The 110-strong fleet in this year's Sydney to Hobart yacht race is facing a rough trip south but conditions are not expected to be as severe as in 1998 when six sailors lost their lives.
The Bureau of Meteorology's long-range forecast has the race starting in pleasant conditions on Sydney Harbour on Boxing Day before the fleet confronts a southerly change as it heads down the New South Wales coast.
Conditions then may make a turn for the worst if a possible low develops in the Bass Strait east of Tasmania on the second day of sailing.

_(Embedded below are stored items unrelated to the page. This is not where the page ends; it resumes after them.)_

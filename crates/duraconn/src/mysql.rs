//! MySQL backend driver
//!
//! Speaks to MySQL and MariaDB servers over the `mysql` crate:
//! - Transports open with autocommit disabled so every statement joins
//!   the session's implicit transaction
//! - Vendor codes 1062, 1271 and 1452 are classified so the lifecycle
//!   layer can raise typed constraint errors
//! - Temporal columns are rendered in the server's canonical text form

use std::time::Duration;

use ::mysql::prelude::Queryable;
use ::mysql::{Conn, OptsBuilder, Params};

use crate::config::BackendKind;
use crate::driver::{
    ConnectTarget, Driver, DriverConnection, DriverError, DriverResult, ExecOutcome,
};
use crate::types::{Row, Value};

const DEFAULT_PORT: u16 = 3306;

/// Transport establishment deadline. A down host has to fail fast so
/// the durability walk can move to the next candidate.
const CONNECT_TIMEOUT: Duration = Duration::from_secs(10);

// Vendor error codes with dedicated classifications.
const ER_DUP_ENTRY: u16 = 1062;
const ER_CANT_AGGREGATE_COLLATIONS: u16 = 1271;
const ER_NO_REFERENCED_ROW: u16 = 1452;

/// Convert a bind value to a MySQL wire parameter
fn value_to_sql(value: &Value) -> ::mysql::Value {
    match value {
        Value::Null => ::mysql::Value::NULL,
        Value::Bool(b) => ::mysql::Value::Int(i64::from(*b)),
        Value::Int(n) => ::mysql::Value::Int(*n),
        Value::UInt(n) => ::mysql::Value::UInt(*n),
        Value::Float(n) => ::mysql::Value::Double(*n),
        Value::Text(s) => ::mysql::Value::Bytes(s.clone().into_bytes()),
        Value::Bytes(b) => ::mysql::Value::Bytes(b.clone()),
    }
}

/// Convert a MySQL result value to the crate value model
fn mysql_value_to_value(value: ::mysql::Value) -> Value {
    match value {
        ::mysql::Value::NULL => Value::Null,
        ::mysql::Value::Bytes(bytes) => match String::from_utf8(bytes) {
            Ok(text) => Value::Text(text),
            Err(err) => Value::Bytes(err.into_bytes()),
        },
        ::mysql::Value::Int(n) => Value::Int(n),
        ::mysql::Value::UInt(n) => Value::UInt(n),
        ::mysql::Value::Float(n) => Value::Float(f64::from(n)),
        ::mysql::Value::Double(n) => Value::Float(n),
        ::mysql::Value::Date(year, month, day, hour, min, sec, micro) => {
            if hour == 0 && min == 0 && sec == 0 && micro == 0 {
                Value::Text(format!("{year:04}-{month:02}-{day:02}"))
            } else if micro == 0 {
                Value::Text(format!(
                    "{year:04}-{month:02}-{day:02} {hour:02}:{min:02}:{sec:02}"
                ))
            } else {
                Value::Text(format!(
                    "{year:04}-{month:02}-{day:02} {hour:02}:{min:02}:{sec:02}.{micro:06}"
                ))
            }
        }
        ::mysql::Value::Time(negative, days, hours, minutes, seconds, micro) => {
            let sign = if negative { "-" } else { "" };
            let total_hours = days * 24 + u32::from(hours);
            if micro == 0 {
                Value::Text(format!("{sign}{total_hours:02}:{minutes:02}:{seconds:02}"))
            } else {
                Value::Text(format!(
                    "{sign}{total_hours:02}:{minutes:02}:{seconds:02}.{micro:06}"
                ))
            }
        }
    }
}

/// Convert a MySQL result row into the crate row shape
fn mysql_row_to_row(row: ::mysql::Row) -> Row {
    let columns: Vec<String> = row
        .columns_ref()
        .iter()
        .map(|c| c.name_str().to_string())
        .collect();

    let values: Vec<Value> = (0..row.len())
        .map(|i| mysql_value_to_value(row.get(i).unwrap_or(::mysql::Value::NULL)))
        .collect();

    Row::new(columns, values)
}

/// Sort a connect failure into "try the next host" and everything else.
/// Only transport-level failures advance the walk; errors the server
/// itself reports (bad credentials, unknown database) propagate.
fn classify_connect(err: ::mysql::Error) -> DriverError {
    match err {
        ::mysql::Error::IoError(io) => DriverError::host_unreachable(io.to_string()),
        other => DriverError::other(other.to_string()),
    }
}

/// Map a server-reported statement failure onto the driver taxonomy
fn classify_server_error(code: u16, message: String) -> DriverError {
    match code {
        ER_DUP_ENTRY => DriverError::duplicate_key(message),
        ER_CANT_AGGREGATE_COLLATIONS => DriverError::collation_mix(message),
        ER_NO_REFERENCED_ROW => DriverError::foreign_key(message),
        _ => DriverError::execution(message),
    }
}

fn classify_exec(err: ::mysql::Error) -> DriverError {
    match err {
        ::mysql::Error::MySqlError(server) => classify_server_error(server.code, server.message),
        other => DriverError::other(other.to_string()),
    }
}

/// MySQL backend driver
#[derive(Debug, Clone, Copy, Default)]
pub struct MySqlDriver;

impl MySqlDriver {
    /// Create a new MySQL driver
    pub fn new() -> Self {
        Self
    }
}

impl Driver for MySqlDriver {
    fn kind(&self) -> BackendKind {
        BackendKind::MySql
    }

    fn connect(&self, target: &ConnectTarget) -> DriverResult<Box<dyn DriverConnection>> {
        let (host, port) = split_host_port(&target.host);

        let opts = OptsBuilder::new()
            .ip_or_hostname(Some(host))
            .tcp_port(port)
            .user(Some(target.username.as_str()))
            .pass(Some(target.password.as_str()))
            .db_name(Some(target.db.as_str()))
            .tcp_connect_timeout(Some(CONNECT_TIMEOUT))
            .init(vec![
                format!("set names {}", target.charset),
                "set autocommit = 0".to_string(),
            ]);

        let conn = Conn::new(opts).map_err(classify_connect)?;
        Ok(Box::new(MySqlConnection { conn }))
    }

    fn idle_timeout_probe(&self) -> Option<&'static str> {
        Some("show variables like 'wait_timeout'")
    }
}

/// One open MySQL transport
struct MySqlConnection {
    conn: Conn,
}

impl DriverConnection for MySqlConnection {
    fn execute(
        &mut self,
        sql: &str,
        binds: &[Value],
        _expect_rows: bool,
    ) -> DriverResult<ExecOutcome> {
        let params = if binds.is_empty() {
            Params::Empty
        } else {
            Params::Positional(binds.iter().map(value_to_sql).collect())
        };

        let result: Vec<::mysql::Row> = self.conn.exec(sql, params).map_err(classify_exec)?;
        let rows = result.into_iter().map(mysql_row_to_row).collect();

        let affected = self.conn.affected_rows();
        let last_insert_id = match self.conn.last_insert_id() {
            0 => None,
            id => Some(id),
        };

        Ok(ExecOutcome {
            rows,
            affected,
            last_insert_id,
        })
    }

    fn ping(&mut self) -> DriverResult<()> {
        if self.conn.ping() {
            Ok(())
        } else {
            Err(DriverError::other("server did not answer the ping"))
        }
    }

    fn commit(&mut self) -> DriverResult<()> {
        self.conn.query_drop("commit").map_err(classify_exec)
    }

    fn rollback(&mut self) -> DriverResult<()> {
        self.conn.query_drop("rollback").map_err(classify_exec)
    }

    fn close(&mut self) -> DriverResult<()> {
        // The transport sends its quit command when dropped.
        Ok(())
    }

    fn connection_id(&self) -> u64 {
        u64::from(self.conn.connection_id())
    }
}

fn split_host_port(host: &str) -> (String, u16) {
    match host.rsplit_once(':') {
        Some((name, port)) if !name.contains(':') => match port.parse() {
            Ok(port) => (name.to_string(), port),
            Err(_) => (host.to_string(), DEFAULT_PORT),
        },
        _ => (host.to_string(), DEFAULT_PORT),
    }
}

In 1998 on the second day of the race a low intensified south of Gabo Island, where yachts head into Bass Strait and east towards Tasmania.
Wind speeds reached storm force extending across eastern Bass Strait and southern NSW coastal waters, maintaining their intensify for 36 hours.
More than a dozen boats detected wind speeds reaching up to 80 knots and seas up to 20 metres high. Of the 115 yachts that started, 71 retired. Seven boats were abandoned and five sank, while 56 crew members were rescued but six perished at sea.
Strict new safety measures were introduced following the 1998 tragedy and no lives had been lost since.
The strong winds forecast are likely to favour the super maxis, including defending champion Wild Oats XI and last year's runner-up Comanche.
Wild Oats XI was preparing for the worst end of the forecast spectrum in pursuit of a ninth line honours victory, navigator Juan Vila said.